The council has acknowledged that in Northamptonshire, like elsewhere in the UK, the condition of the roads is getting worse, mainly as a result of increased usage, decades of under-investment and recent severe winters.
In order for the current network to be maintained to even a similar standard at a time when money from central government is being reduced, the council says radical ideas are needed.
As a result the county council has launched its new highway asset maintenance strategy, an initiative that will consult the people of Northamptonshire to see where and how some parts of the road network can be changed to reduce costs.
Cllr Michael Clarke, county council cabinet member for transport, highways and environment, said: “These are extremely challenging financial times for everyone and we’re feeling it here in local government with the county council looking to save a further £140m over the next four years.
“Clearly just abandoning our road network isn’t an option so we’re looking at a number of solutions to maintain the network with more limited funds.
“We’ve already come up with some proposals that we’re now consulting on but it is the people of Northamptonshire who will play the biggest role in this as we need them to give us their thoughts on what they think would work and what wouldn’t.”
Some of the suggestions from the county council would see the revision of the classification of some roads and a change in usage which would reduce the inspection regime and ongoing maintenance costs.
Other measures include reducing the width of some rural roads to a single lane with passing places, thereby restricting the type of vehicle that can use them and helping preserve surfaces.
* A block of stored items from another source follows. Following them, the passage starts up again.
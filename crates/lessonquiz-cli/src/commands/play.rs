//! The `lessonquiz play` command.

use std::path::PathBuf;
use std::sync::Arc;

use anyhow::{Context, Result};
use rand::rngs::StdRng;
use rand::SeedableRng;

use lessonquiz_core::events::EventBus;
use lessonquiz_core::session::{Navigation, SessionPhase, TestSession};
use lessonquiz_core::source::ContentSource;
use lessonquiz_report::{render_breakdown, write_html_report};

use crate::terminal::{self, Input};
use crate::Paths;

pub async fn execute(
    chapter_id: String,
    seed: Option<u64>,
    html: Option<PathBuf>,
    paths: Paths,
) -> Result<()> {
    let config = super::settings(&paths)?;
    let chapter = super::content_source(&config)
        .load_chapter(&chapter_id)
        .await?;
    println!("{}", chapter.display_title());

    let bus = Arc::new(EventBus::new());
    bus.subscribe(terminal::print_event);

    let store = Arc::new(super::result_store(&config));
    let mut session = TestSession::new(chapter, store, bus);
    if let Some(seed) = seed {
        session = session.with_rng(StdRng::seed_from_u64(seed));
    }
    session.start()?;

    let mut input = Input::stdin();
    let mut show = true;
    while !matches!(session.phase(), SessionPhase::Finished(_)) {
        if show {
            if let Some(view) = session.view() {
                let progress = session.progress();
                print!(
                    "{}",
                    terminal::render_view(&view, Some((progress.position, progress.total)))
                );
            }
        }
        show = true;

        let Some(line) = input.next_line().await? else {
            println!("Test abandoned.");
            return Ok(());
        };

        let navigation = match line.as_str() {
            ":quit" => {
                println!("Test abandoned.");
                return Ok(());
            }
            ":back" => session.prev()?,
            ":finish" => session.request_finish()?,
            ":restart" => {
                session.restart()?;
                continue;
            }
            "" => session.next()?,
            answer => match session.with_current(|c| terminal::enter_answer(c, answer)) {
                Ok(_) => session.next()?,
                Err(e) => {
                    println!("{e}");
                    show = false;
                    continue;
                }
            },
        };

        match navigation {
            Navigation::NeedsConfirmation { .. } => {
                let confirmed = input
                    .next_line()
                    .await?
                    .is_some_and(|reply| reply.eq_ignore_ascii_case("y"));
                if confirmed {
                    session.confirm_finish()?;
                }
            }
            Navigation::Blocked(_) => show = false,
            Navigation::Moved { .. } | Navigation::Finished => {}
        }
    }

    let pass_percentage = config.pass_percentage;
    let result = session
        .result()
        .context("test finished without a result")?;
    println!();
    print!("{}", render_breakdown(result, pass_percentage));

    if let Some(path) = html {
        write_html_report(std::slice::from_ref(result), pass_percentage, &path)?;
        println!("\nHTML results written to {}", path.display());
    }
    Ok(())
}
Already work has begun to de-clutter roads of costly unnecessary signage and it is anticipated this downsizing could be spread to possibly encompass redundant assets including some roads and bridges.
Parish councils and community and residents groups are also being asked whether they would consider taking part in some simple maintenance work including looking after wildflower verges, hedge cutting and clearance of ditches.
There are also option for parishes, towns and community groups to take ownership of assets such as electronic roadside message signs, grit bins, village signs and gateways.
The assessment of any new ideas expressed through the consultation will be weighed against other factors such as legislation and government guidance, demographic data, financial costs and environmental impacts.
Complete the survey at www.surveymonkey.com/s/Northamptonshire_Asset_Management.